- WHAT TO WORK ON
Please return all lines in the listing holding the word "format".
=== Section Start ===
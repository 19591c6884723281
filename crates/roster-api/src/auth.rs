//! Identity context resolution: `Authorization: Bearer <token>` in, an
//! [`AuthContext`] out.
//!
//! A missing or non-bearer header is anonymous, not an error. A bearer token
//! that fails verification is always rejected with
//! [`ApiError::Authentication`], whatever the operation.

use std::sync::Arc;

use argon2::{Argon2, PasswordHash, PasswordVerifier};
use axum::{
  extract::FromRequestParts,
  http::{header, request::Parts},
};
use chrono::TimeDelta;
use roster_core::{context::AuthContext, store::DirectoryStore};

use crate::{
  Directory,
  error::{ApiError, Result},
  token::TokenSigner,
};

/// Credentials and token settings for this server instance.
#[derive(Clone)]
pub struct AuthConfig {
  /// HS256 secret used to sign and verify tokens.
  pub jwt_secret:    String,
  /// PHC string produced by argon2 for the shared login secret, e.g.
  /// `$argon2id$v=19$…`
  pub password_hash: String,
  pub token_ttl:     TimeDelta,
}

/// Extract the token from a `Bearer <token>` header value. The scheme is
/// matched case-insensitively; anything else yields `None`.
pub fn bearer_token(header_value: &str) -> Option<&str> {
  let (scheme, token) = header_value.trim().split_once(' ')?;
  if !scheme.eq_ignore_ascii_case("bearer") {
    return None;
  }
  let token = token.trim();
  (!token.is_empty()).then_some(token)
}

/// Resolve the caller's identity. Performs at most one store read.
pub async fn resolve_context<S: DirectoryStore>(
  store: &S,
  tokens: &TokenSigner,
  authorization: Option<&str>,
) -> Result<AuthContext> {
  let Some(token) = authorization.and_then(bearer_token) else {
    return Ok(AuthContext::anonymous());
  };

  let claims = tokens.verify(token)?;

  match store.materialize_user(claims.id).await.map_err(ApiError::store)? {
    Some(user) => {
      tracing::debug!(user = %user.id, "request authenticated");
      Ok(AuthContext::authenticated(user))
    }
    None => {
      tracing::debug!(user = %claims.id, "token names a user that no longer exists");
      Ok(AuthContext::anonymous())
    }
  }
}

/// Check `password` against an argon2 PHC hash on the blocking pool.
pub async fn verify_password(password: String, password_hash: String) -> bool {
  let checked = tokio::task::spawn_blocking(move || {
    let Ok(parsed) = PasswordHash::new(&password_hash) else {
      tracing::error!("configured login password hash is not a valid PHC string");
      return false;
    };
    Argon2::default()
      .verify_password(password.as_bytes(), &parsed)
      .is_ok()
  })
  .await;

  settle(checked)
}

/// A verification task that died counts as a mismatch.
fn settle(checked: std::result::Result<bool, tokio::task::JoinError>) -> bool {
  checked.unwrap_or_else(|e| {
    tracing::error!(error = %e, "password verification task failed");
    false
  })
}

/// The resolved identity of the current request, as an axum extractor.
pub struct Identity(pub AuthContext);

impl<S> FromRequestParts<Arc<Directory<S>>> for Identity
where
  S: DirectoryStore + 'static,
{
  type Rejection = ApiError;

  async fn from_request_parts(
    parts: &mut Parts,
    state: &Arc<Directory<S>>,
  ) -> Result<Self, Self::Rejection> {
    let authorization = parts
      .headers
      .get(header::AUTHORIZATION)
      .and_then(|v| v.to_str().ok());
    Ok(Identity(state.context(authorization).await?))
  }
}

#[cfg(test)]
mod tests {
  use roster_core::{memory::MemoryStore, user::NewUser};

  use super::*;
  use crate::fixtures;

  #[test]
  fn bearer_scheme_is_case_insensitive() {
    assert_eq!(bearer_token("Bearer abc.def"), Some("abc.def"));
    assert_eq!(bearer_token("bearer abc.def"), Some("abc.def"));
    assert_eq!(bearer_token("BEARER  abc.def "), Some("abc.def"));
  }

  #[test]
  fn other_shapes_are_not_bearer() {
    assert_eq!(bearer_token("Basic dXNlcjpwYXNz"), None);
    assert_eq!(bearer_token("Bearer"), None);
    assert_eq!(bearer_token("Bearer   "), None);
    assert_eq!(bearer_token("abc.def"), None);
  }

  #[tokio::test]
  async fn missing_or_foreign_header_is_anonymous() {
    let dir = fixtures::directory(MemoryStore::new());
    assert!(!dir.context(None).await.unwrap().is_authenticated());
    assert!(!dir.context(Some("Basic dXNlcjpwYXNz")).await.unwrap().is_authenticated());
  }

  #[tokio::test]
  async fn invalid_token_is_an_authentication_error() {
    let dir = fixtures::directory(MemoryStore::new());
    let err = dir.context(Some("Bearer not-a-token")).await.unwrap_err();
    assert!(matches!(err, ApiError::Authentication(_)));
  }

  #[tokio::test]
  async fn valid_token_resolves_user_with_friends() {
    let store = MemoryStore::new();
    let dir = fixtures::directory(store.clone());
    let user = store.insert_user(NewUser { username: "mluukkai".into() }).await.unwrap();
    let p = store.insert_person(fixtures::new_person("Arto Hellas", None)).await.unwrap();
    store.add_friend(user.id, p.id).await.unwrap();

    let token = dir.tokens().sign(&user).unwrap();
    let ctx = dir
      .context(Some(&format!("Bearer {}", token.value)))
      .await
      .unwrap();

    let current = ctx.current_user().expect("authenticated");
    assert_eq!(current.username, "mluukkai");
    assert_eq!(current.friends, vec![p]);
  }

  #[tokio::test]
  async fn token_for_deleted_user_is_anonymous() {
    let dir = fixtures::directory(MemoryStore::new());
    let ghost = roster_core::user::User {
      id:       uuid::Uuid::new_v4(),
      username: "ghost".into(),
      friends:  Vec::new(),
    };
    let token = dir.tokens().sign(&ghost).unwrap();
    let ctx = dir.context(Some(&format!("Bearer {}", token.value))).await.unwrap();
    assert!(!ctx.is_authenticated());
  }

  #[tokio::test]
  async fn password_check() {
    let hash = fixtures::hash("secret");
    assert!(verify_password("secret".into(), hash.clone()).await);
    assert!(!verify_password("wrong".into(), hash).await);
    assert!(!verify_password("secret".into(), "not-a-phc".into()).await);
  }

  #[tokio::test]
  async fn failed_verification_task_is_a_mismatch() {
    let crashed = tokio::task::spawn_blocking(|| -> bool { panic!("hasher crashed") }).await;
    assert!(crashed.is_err());
    assert!(!settle(crashed));
    assert!(settle(Ok(true)));
  }
}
=== Section End ===
- EXERCISE RESULT
      .context(Some(&format!("Bearer {}", token.value)))
    let ctx = dir.context(Some(&format!("Bearer {}", token.value))).await.unwrap();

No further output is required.